Oil Prices supplies will remain tight
What course will oil take in 2022? This is the question in the minds of all who use or trade the commodity. In investment cycles, the bulls and the bears are predicting two extremely divergent paths for what all agree is going to be a tumultuous year for Big Oil. One vision predicts that supply will recover as production returns to business as usual, and oil demand steadies or decreases. In this scenario, we can look forward to stabilizing oil prices. The other vision is that demand growth will keep on keeping on as stockpiles remain low. On Tuesday, the US Energy Information Administration (EIA) increased its oil price outlook by a considerable $5 per barrel. However, true to the tumultuous shape the year is already taking, the EIA “sees those levels falling throughout the year as global supply outpaces demand as soon as the second quarter” according to reporting from energy information and analytics company S&P Global Platts. For the long term, the EIA is expecting oil demand to keep growing, even as the global push for decarbonization continues to gain traction amidst increasingly urgent calls from global leaders and environmentalists. The EIA expects global oil demand to increase 3.62 million (barrels a day) year on year in 2022, up 70,000 (barrels a day) from last month’s Short-Term Energy Outlook.” If this projection comes to pass, global oil demand would finally top 2019 levels for the first time since the pandemic began in the early months of 2020, topping those numbers by approximately 260,000 barrels a day.
Meanwhile, OPEC’s expectations for the 2022 oil market is even more optimistic (from an oil cartel’s point of view, not so much the aforementioned environmentalists). OPEC sees global oil demand topping pre-pandemic highs to the tune of 101 million barrels a day, and even surpassing 103 million barrels a day in December of this year. Projections and predictions, however, are purely hypothetical at the end of the day – and the volatility of global economics and geopolitics can and undoubtedly will throw a wrench or 20 into the works.
Prices could hit $100
Following attacks on an oil facility in Abu Dhabi on Tuesday, crude prices rose to their highest since 2014. US WTI was trading at $85.43 a barrel on the New York Mercantile Exchange, following a 6.2% gain last week, its fourth weekly rise in a row. Meanwhile, March Brent crude added $1.03, or 1.2%, to end at $87.51 a barrel on ICE Futures Europe, after last week’s 5.3% weekly advance.

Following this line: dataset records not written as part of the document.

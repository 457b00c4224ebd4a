//! Cluster upgrade to a destination version.

use tracing::debug;

use super::{orchestrate_pillar, orchestrate_step};
use crate::checkpoint::{Step, StepOutcome};
use crate::salt::SaltClient;
use crate::salt::runner::CommandRunner;

pub const SYNC_MODULES: &str = "sync-modules";
pub const PRECHECK: &str = "precheck";
pub const UPGRADE_ENGINES: &str = "upgrade-engines";
pub const UPGRADE_ETCD: &str = "upgrade-etcd";
pub const UPGRADE_NODES: &str = "upgrade-nodes";
pub const POST_UPGRADE: &str = "post-upgrade";

pub const STEPS: &[&str] = &[
    SYNC_MODULES,
    PRECHECK,
    UPGRADE_ENGINES,
    UPGRADE_ETCD,
    UPGRADE_NODES,
    POST_UPGRADE,
];

const PRECHECK_SLS: &str = "orchestrate.upgrade.precheck";
const ENGINES_SLS: &str = "roles.bootstrap.engines";
const ETCD_SLS: &str = "orchestrate.upgrade.etcd";
const NODES_SLS: &str = "orchestrate.upgrade";
const POST_UPGRADE_SLS: &str = "orchestrate.upgrade.post";

/// Build the upgrade steps for `dest_version`.
///
/// Modules are synced first so the master runs the destination version's
/// states. The engines on the bootstrap host are upgraded with the local
/// agent before etcd and the nodes.
pub fn steps<'a, R: CommandRunner + 'a>(
    client: &'a SaltClient<R>,
    dest_version: &str,
) -> Vec<Step<'a>> {
    let pillar = orchestrate_pillar(dest_version);
    let engines_pillar = pillar.clone();

    vec![
        Step::new(SYNC_MODULES, move |_| async move {
            let synced = client.runner("saltutil.sync_all", &[]).await?;
            debug!("Synced modules: {}", synced);
            Ok(StepOutcome::Ran)
        }),
        orchestrate_step(PRECHECK, client, PRECHECK_SLS, Some(pillar.clone())),
        Step::new(UPGRADE_ENGINES, move |_| {
            let pillar = engines_pillar.clone();
            async move {
                client.local_state_apply(ENGINES_SLS, Some(pillar)).await?;
                Ok(StepOutcome::Ran)
            }
        }),
        orchestrate_step(UPGRADE_ETCD, client, ETCD_SLS, Some(pillar.clone())),
        orchestrate_step(UPGRADE_NODES, client, NODES_SLS, Some(pillar.clone())),
        orchestrate_step(POST_UPGRADE, client, POST_UPGRADE_SLS, Some(pillar)),
    ]
}
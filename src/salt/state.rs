//! Interpretation of state runs into a uniform success/failure report.

use std::fmt::{self, Write as _};

use serde_json::Value;
use tracing::{error, info};

use super::payload::{ResourceRecord, StatePayload, is_truthy};
use crate::error::{CkupError, Result, StateError};

const INDENT: &str = "    ";

/// Counters over the records of one state run.
#[derive(Debug, Clone, Copy, Default, PartialEq)]
pub struct Summary {
    pub succeeded: usize,
    pub failed: usize,
    pub changed: usize,
    pub run_time_ms: f64,
}

/// What a step carries besides its record.
#[derive(Debug, Clone, PartialEq)]
pub enum StepDetail {
    /// Plain state: the record's own changes.
    Changes(Value),
    /// Orchestration record wrapping another full run.
    Nested(Box<StateRun>),
    /// `salt.function` call: changes discarded, raw return kept.
    FunctionCall { ret: Option<Value> },
}

/// One interpreted record.
#[derive(Debug, Clone, PartialEq)]
pub struct StateStep {
    pub record: ResourceRecord,
    pub detail: StepDetail,
}

impl StateStep {
    fn from_record(mut record: ResourceRecord) -> Self {
        let detail = if let Some(payload) = StatePayload::embedded(&record) {
            record.changes = Value::Null;
            StepDetail::Nested(Box::new(StateRun::from_payload(payload)))
        } else if record.is_function_call() {
            let ret = record.changes.get("ret").cloned();
            record.changes = Value::Null;
            StepDetail::FunctionCall { ret }
        } else {
            StepDetail::Changes(std::mem::take(&mut record.changes))
        };

        Self { record, detail }
    }

    /// Returns true when this step changed something (recursively for nested runs).
    pub fn has_changes(&self) -> bool {
        match &self.detail {
            StepDetail::Changes(changes) => is_truthy(changes),
            StepDetail::Nested(run) => run.summary.changed > 0,
            StepDetail::FunctionCall { .. } => false,
        }
    }

    /// Resolve the error for this failed step, descending into nested runs.
    fn to_error(&self) -> StateError {
        if let StepDetail::Nested(run) = &self.detail
            && let Some(inner) = &run.error
        {
            return inner.clone();
        }

        StateError {
            id: Some(self.record.id.clone()),
            comment: self.record.comment.clone(),
            duration: Some(self.record.duration),
            namespace: self.record.namespace(),
        }
    }
}

/// Structured interpretation of one state or orchestrate run.
#[derive(Debug, Clone, PartialEq, Default)]
pub struct StateRun {
    /// Steps ordered by `__run_num__`.
    pub steps: Vec<StateStep>,
    pub summary: Summary,
    pub error: Option<StateError>,
    pub retcode: Option<i32>,
}

impl StateRun {
    /// Parse raw JSON output. `exit_code` is the fallback retcode.
    pub fn parse(value: Value, exit_code: Option<i32>) -> Self {
        Self::from_payload(StatePayload::decode(value, exit_code))
    }

    /// Build a run from an already decoded payload.
    pub fn from_payload(payload: StatePayload) -> Self {
        let (retcode, mut records) = match payload {
            StatePayload::ErrorMessage(message) => {
                return Self {
                    error: Some(StateError::message(message)),
                    ..Self::default()
                };
            }
            StatePayload::ResourceMap { retcode, records } => (retcode, records),
        };

        // Execution order, not map order, decides which failure came first.
        records.sort_by(|a, b| {
            a.run_num
                .cmp(&b.run_num)
                .then_with(|| a.target.cmp(&b.target))
                .then_with(|| a.id.cmp(&b.id))
        });

        let steps: Vec<StateStep> = records.into_iter().map(StateStep::from_record).collect();

        let mut summary = Summary::default();
        for step in &steps {
            if step.record.result {
                summary.succeeded += 1;
            } else {
                summary.failed += 1;
            }
            if step.has_changes() {
                summary.changed += 1;
            }
            summary.run_time_ms += step.record.duration;
        }

        let error = steps
            .iter()
            .find(|step| !step.record.result)
            .map(StateStep::to_error);

        Self {
            steps,
            summary,
            error,
            retcode,
        }
    }

    /// Returns true when no record failed and no error message was reported.
    pub fn is_success(&self) -> bool {
        self.error.is_none()
    }

    /// Render the report, optionally including the changes of changed steps.
    pub fn to_report(&self, verbose: bool) -> String {
        let mut out = String::new();
        self.write_report(&mut out, 0, verbose);
        out
    }

    fn write_report(&self, out: &mut String, depth: usize, verbose: bool) {
        let pad = INDENT.repeat(depth);

        if self.steps.is_empty()
            && let Some(err) = &self.error
        {
            let _ = writeln!(out, "{pad}Error: {}", err.comment);
            return;
        }

        let _ = writeln!(
            out,
            "{pad}Summary: {} succeeded, {} failed, {} changed (took {:.3} ms)",
            self.summary.succeeded,
            self.summary.failed,
            self.summary.changed,
            self.summary.run_time_ms
        );

        for step in &self.steps {
            out.push_str(&step_to_string(step, depth + 1, verbose));
        }
    }

    /// Log the error and return it, or log the report and hand back the run.
    pub fn raise_or_return(self) -> Result<Self> {
        if let Some(err) = self.error {
            error!(
                id = err.id.as_deref().unwrap_or("-"),
                namespace = err.namespace.as_deref().unwrap_or("-"),
                "State run failed: {}",
                err.comment
            );
            return Err(CkupError::State(err));
        }

        info!("State run succeeded\n{}", self.to_report(true).trim_end());
        Ok(self)
    }
}

impl fmt::Display for StateRun {
    fn fmt(&self, f: &mut fmt::Formatter<'_>) -> fmt::Result {
        f.write_str(&self.to_report(false))
    }
}

/// Render one step (and any nested run) at the given depth.
pub fn step_to_string(step: &StateStep, depth: usize, verbose: bool) -> String {
    let pad = INDENT.repeat(depth);
    let record = &step.record;
    let status = if record.result { "succeeded" } else { "failed" };
    let changes = if step.has_changes() {
        " with changes"
    } else {
        ""
    };

    let mut out = String::new();
    let _ = write!(
        out,
        "{pad}- {}: {status}{changes} ({:.3} ms)",
        record.id, record.duration
    );
    if !record.result && !record.comment.is_empty() {
        let _ = write!(out, ": {}", record.comment);
    }
    out.push('\n');

    match &step.detail {
        StepDetail::Nested(run) => run.write_report(&mut out, depth + 1, verbose),
        StepDetail::Changes(changes) if verbose && record.result && is_truthy(changes) => {
            let rendered = serde_json::to_string_pretty(changes).unwrap_or_default();
            for line in rendered.lines() {
                let _ = writeln!(out, "{pad}{INDENT}{line}");
            }
        }
        _ => {}
    }

    out
}
//! Checkpointed cluster upgrade and maintenance orchestration.
//!
//! Workflows are ordered lists of [`checkpoint::Step`]s driven by a
//! [`checkpoint::Checkpointer`], which persists progress after each step.
//! Steps call Salt through [`salt::SaltClient`], whose state results are
//! normalized into a [`salt::StateRun`] before success is decided.

pub mod checkpoint;
pub mod error;
pub mod retry;
pub mod salt;
pub mod workflow;

pub use error::{CkupError, Result};
use std::process::Command;

fn main() {
    let commit = git_output(&["rev-parse", "--short", "HEAD"]);
    let date = Command::new("date")
        .args(["+%Y-%m-%d"])
        .output()
        .ok()
        .and_then(|o| String::from_utf8(o.stdout).ok())
        .map(|s| s.trim().to_string())
        .filter(|s| !s.is_empty())
        .unwrap_or_else(|| "unknown".to_string());

    println!("cargo:rustc-env=BUILD_COMMIT={}", commit);
    println!("cargo:rustc-env=BUILD_DATE={}", date);
    println!("cargo:rerun-if-changed=.git/HEAD");
}

/// Runs a git subcommand, falling back to "unknown" outside a checkout.
fn git_output(args: &[&str]) -> String {
    Command::new("git")
        .args(args)
        .output()
        .ok()
        .filter(|o| o.status.success())
        .and_then(|o| String::from_utf8(o.stdout).ok())
        .map(|s| s.trim().to_string())
        .unwrap_or_else(|| "unknown".to_string())
}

Goldman Sachs rolled out higher oil price forecasts, setting a 2023 Brent spot target of $105 a barrel in 2023, with 2022 headed for $96 a barrel. Analysts at the bank noted that “robust fundamentals have reversed last year’s oil price meltdown, with the market remaining in a surprisingly large deficit as the Omicron demand hit is so far smaller (and likely briefer) than that of Delta exc. China.”

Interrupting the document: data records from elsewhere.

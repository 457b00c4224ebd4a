//! Resolution of the salt-master container.

use tracing::debug;

use super::runner::CommandRunner;
use crate::error::{CkupError, Result, ResultError};
use crate::retry::{RetryPolicy, retry};

/// Default container name of the Salt master.
pub const DEFAULT_MASTER_CONTAINER: &str = "salt-master";

/// Finds exactly one running container by its Kubernetes container name.
#[derive(Debug, Clone)]
pub struct MasterLocator {
    pub container_name: String,
    pub policy: RetryPolicy,
}

impl Default for MasterLocator {
    fn default() -> Self {
        Self {
            container_name: DEFAULT_MASTER_CONTAINER.to_string(),
            policy: RetryPolicy::default(),
        }
    }
}

impl MasterLocator {
    pub fn new(container_name: impl Into<String>, policy: RetryPolicy) -> Self {
        Self {
            container_name: container_name.into(),
            policy,
        }
    }

    /// Return the container id, retrying while zero or several match.
    pub async fn locate<R: CommandRunner>(&self, runner: &R) -> Result<String> {
        retry(
            self.policy,
            |e: &CkupError| e.is_locator() || matches!(e, CkupError::Result(_)),
            || self.list_once(runner),
        )
        .await
    }

    fn listing_args(&self) -> Vec<String> {
        vec![
            "ps".to_string(),
            "-q".to_string(),
            "--label".to_string(),
            format!("io.kubernetes.container.name={}", self.container_name),
            "--state".to_string(),
            "Running".to_string(),
        ]
    }

    async fn list_once<R: CommandRunner>(&self, runner: &R) -> Result<String> {
        let args = self.listing_args();
        let command = format!("crictl {}", args.join(" "));
        let output = runner.run("crictl", &args).await?;

        if !output.success() {
            return Err(ResultError {
                code: output.code,
                command,
                stdout: output.stdout,
                stderr: output.stderr,
            }
            .into());
        }

        let ids: Vec<&str> = output
            .stdout
            .lines()
            .map(str::trim)
            .filter(|l| !l.is_empty())
            .collect();

        match ids.as_slice() {
            [id] => {
                debug!("Located {} container: {}", self.container_name, id);
                Ok((*id).to_string())
            }
            [] => Err(CkupError::Locator {
                target: self.container_name.clone(),
                command,
                reason: "no running container found".to_string(),
            }),
            many => Err(CkupError::Locator {
                target: self.container_name.clone(),
                command,
                reason: format!(
                    "expected one running container, found {}: {}",
                    many.len(),
                    many.join(", ")
                ),
            }),
        }
    }
}
impl<'a> Checkpointer<'a> {
    /// Build a checkpointer and load any existing progress from `path`.
    pub fn new(name: &str, steps: Vec<Step<'a>>, path: impl AsRef<Path>) -> Result<Self> {
        let span = info_span!("workflow", name = %name);
        let store = CheckpointStore::new(path.as_ref());

        let mut order = Vec::with_capacity(steps.len());
        let mut by_id = HashMap::with_capacity(steps.len());
        for step in steps {
            let id = step.id().to_string();
            if by_id.contains_key(&id) {
                return Err(CkupError::DuplicateStep(id));
            }
            order.push(id.clone());
            by_id.insert(id, step);
        }

        let current = store.load()?;
        if let Some(current) = current
            && current >= order.len()
        {
            return Err(CkupError::CheckpointCorrupt {
                path: store.path().to_path_buf(),
                reason: format!(
                    "current position {current} is out of range for {} steps",
                    order.len()
                ),
            });
        }

        let checkpointer = Self {
            order,
            steps: by_id,
            current,
            store,
            prompt: Box::new(TerminalPrompt),
            span,
        };

        let remaining = checkpointer.remaining();
        info!(
            parent: &checkpointer.span,
            checkpoint = %checkpointer.store.path().display(),
            "Remaining steps ({}): {}",
            remaining.len(),
            remaining.join(", ")
        );

        Ok(checkpointer)
    }

    /// Replace the operator prompt used when `prompt_for_retry` is set.
    pub fn with_prompt(mut self, prompt: impl RetryPrompt + 'a) -> Self {
        self.prompt = Box::new(prompt);
        self
    }

    pub fn path(&self) -> &Path {
        self.store.path()
    }

    /// Index of the last completed step.
    pub fn current(&self) -> Option<usize> {
        self.current
    }

    /// Step ids in execution order.
    pub fn step_ids(&self) -> &[String] {
        &self.order
    }

    /// Ids of the steps that have not completed yet.
    pub fn remaining(&self) -> Vec<String> {
        let start = self.current.map_or(0, |c| c + 1);
        self.order.iter().skip(start).cloned().collect()
    }

    /// Completion state of every step.
    pub fn status(&self) -> Vec<StepStatus> {
        step_status(&self.order, self.current)
    }

    /// Run one step if it is the next one due.
    ///
    /// Completed steps are skipped. Any step other than the immediate next one
    /// is rejected with [`CkupError::OutOfOrder`] without running its body.
    pub async fn run_step(&mut self, id: &str, prompt_for_retry: bool) -> Result<StepOutcome> {
        let position = self
            .order
            .iter()
            .position(|s| s == id)
            .ok_or_else(|| CkupError::UnknownStep(id.to_string()))?;

        if let Some(current) = self.current
            && current >= position
        {
            info!(parent: &self.span, step = %id, "Step already completed, skipping");
            return Ok(StepOutcome::Skipped);
        }

        let next = self.current.map_or(0, |c| c + 1);
        if position != next {
            return Err(CkupError::OutOfOrder {
                step: id.to_string(),
                position,
                current: self.current,
            });
        }

        info!(
            parent: &self.span,
            step = %id,
            position = position,
            total = self.order.len(),
            "Running step"
        );

        let ctx = StepContext {
            id: id.to_string(),
            position,
            current: self.current,
        };
        let step_span = info_span!(parent: &self.span, "step", id = %id);
        let step = &self.steps[id];

        let result = if prompt_for_retry {
            retry_interactive(self.prompt.as_ref(), |_: &CkupError| true, || {
                step.call(ctx.clone())
            })
            .instrument(step_span)
            .await
        } else {
            step.call(ctx).instrument(step_span).await
        };

        let outcome = match result {
            Ok(outcome) => outcome,
            Err(e) => {
                error!(parent: &self.span, step = %id, "Step failed: {}", e);
                return Err(e);
            }
        };

        self.store.save(position)?;
        self.current = Some(position);

        info!(parent: &self.span, step = %id, outcome = ?outcome, "Step completed");
        Ok(outcome)
    }

    /// Run every step in order, skipping those already completed.
    ///
    /// The checkpoint file is removed afterwards when `destroy_on_success` is set.
    pub async fn run_all(&mut self, prompt_for_retry: bool, destroy_on_success: bool) -> Result<()> {
        for id in self.order.clone() {
            self.run_step(&id, prompt_for_retry).await?;
        }

        info!(parent: &self.span, "All {} steps completed", self.order.len());

        if destroy_on_success {
            self.destroy()?;
        }
        Ok(())
    }

    /// Remove the checkpoint file. Already absent is fine.
    pub fn destroy(&self) -> Result<()> {
        self.store.destroy()
    }
}
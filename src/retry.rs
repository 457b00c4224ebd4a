//! Retry strategies for fallible async operations.

use std::fmt::Display;
use std::future::Future;
use std::time::Duration;

use colored::Colorize;
use dialoguer::{Confirm, theme::ColorfulTheme};
use tracing::{error, warn};

/// Fixed-interval retry budget.
#[derive(Debug, Clone, Copy, PartialEq, Eq)]
pub struct RetryPolicy {
    /// Additional attempts after the first one.
    pub retries: u32,
    pub interval: Duration,
}

impl RetryPolicy {
    pub const fn new(retries: u32, interval: Duration) -> Self {
        Self { retries, interval }
    }
}

impl Default for RetryPolicy {
    fn default() -> Self {
        Self {
            retries: 10,
            interval: Duration::from_secs(5),
        }
    }
}

/// Call `f` until it succeeds, retrying errors accepted by `should_retry`.
///
/// At most `policy.retries + 1` attempts are made. The last error is returned
/// once the budget is spent or an error is not retryable.
pub async fn retry<T, E, F, Fut, P>(policy: RetryPolicy, should_retry: P, mut f: F) -> Result<T, E>
where
    F: FnMut() -> Fut,
    Fut: Future<Output = Result<T, E>>,
    P: Fn(&E) -> bool,
    E: Display,
{
    let mut attempt: u32 = 0;

    loop {
        match f().await {
            Ok(value) => return Ok(value),
            Err(e) if attempt < policy.retries && should_retry(&e) => {
                attempt += 1;
                warn!(
                    attempt = attempt,
                    max_retries = policy.retries,
                    retry_interval_secs = policy.interval.as_secs_f64(),
                    error = %e,
                    "Operation failed, retrying"
                );
                tokio::time::sleep(policy.interval).await;
            }
            Err(e) => return Err(e),
        }
    }
}

/// Asks the operator whether a failed operation should be attempted again.
pub trait RetryPrompt {
    /// Returns true to retry.
    fn confirm_retry(&self, error: &str) -> bool;
}

/// Prompt on the controlling terminal.
#[derive(Debug, Clone, Copy, Default)]
pub struct TerminalPrompt;

impl RetryPrompt for TerminalPrompt {
    fn confirm_retry(&self, error: &str) -> bool {
        eprintln!();
        eprintln!("{}", "Operation failed:".red().bold());
        eprintln!("{}", error);
        eprintln!();

        Confirm::with_theme(&ColorfulTheme::default())
            .with_prompt("Retry?")
            .default(true)
            .interact()
            .unwrap_or_else(|e| {
                warn!("Retry prompt unavailable, not retrying: {}", e);
                false
            })
    }
}

/// Call `f` until it succeeds or the operator declines to retry.
///
/// Errors rejected by `should_retry` are returned without prompting.
pub async fn retry_interactive<T, E, F, Fut, P>(
    prompt: &dyn RetryPrompt,
    should_retry: P,
    mut f: F,
) -> Result<T, E>
where
    F: FnMut() -> Fut,
    Fut: Future<Output = Result<T, E>>,
    P: Fn(&E) -> bool,
    E: Display,
{
    loop {
        match f().await {
            Ok(value) => return Ok(value),
            Err(e) if should_retry(&e) => {
                error!("{}", e);
                if !prompt.confirm_retry(&e.to_string()) {
                    return Err(e);
                }
            }
            Err(e) => return Err(e),
        }
    }
}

The investment bank raised its Brent oil price forecasts for 2022 and 2023 to $96, $105 per barrel from $81, $85 per barrel, respectively. “Importantly, we are not forecasting Brent trading above $100 per barrel on an argument of running out of oil as the shale resources is still large and elastic,” Goldman added.
By summer, OECD oil inventories will be at their lowest since 2000, along with a historic drop in spare capacity from oil cartel OPEC and its partners. “At $85/bbl, the market would remain at such critical levels, with insufficient buffers relative to demand and supply volatilities, through 2023,” he said.
In its monthly report, the Organization of the Petroleum Exporting Countries, in its monthly report, left its forecast for 2022 growth in oil demand unchanged at 4.2 million barrels a day, estimating total global consumption at 100.8 million barrels a day.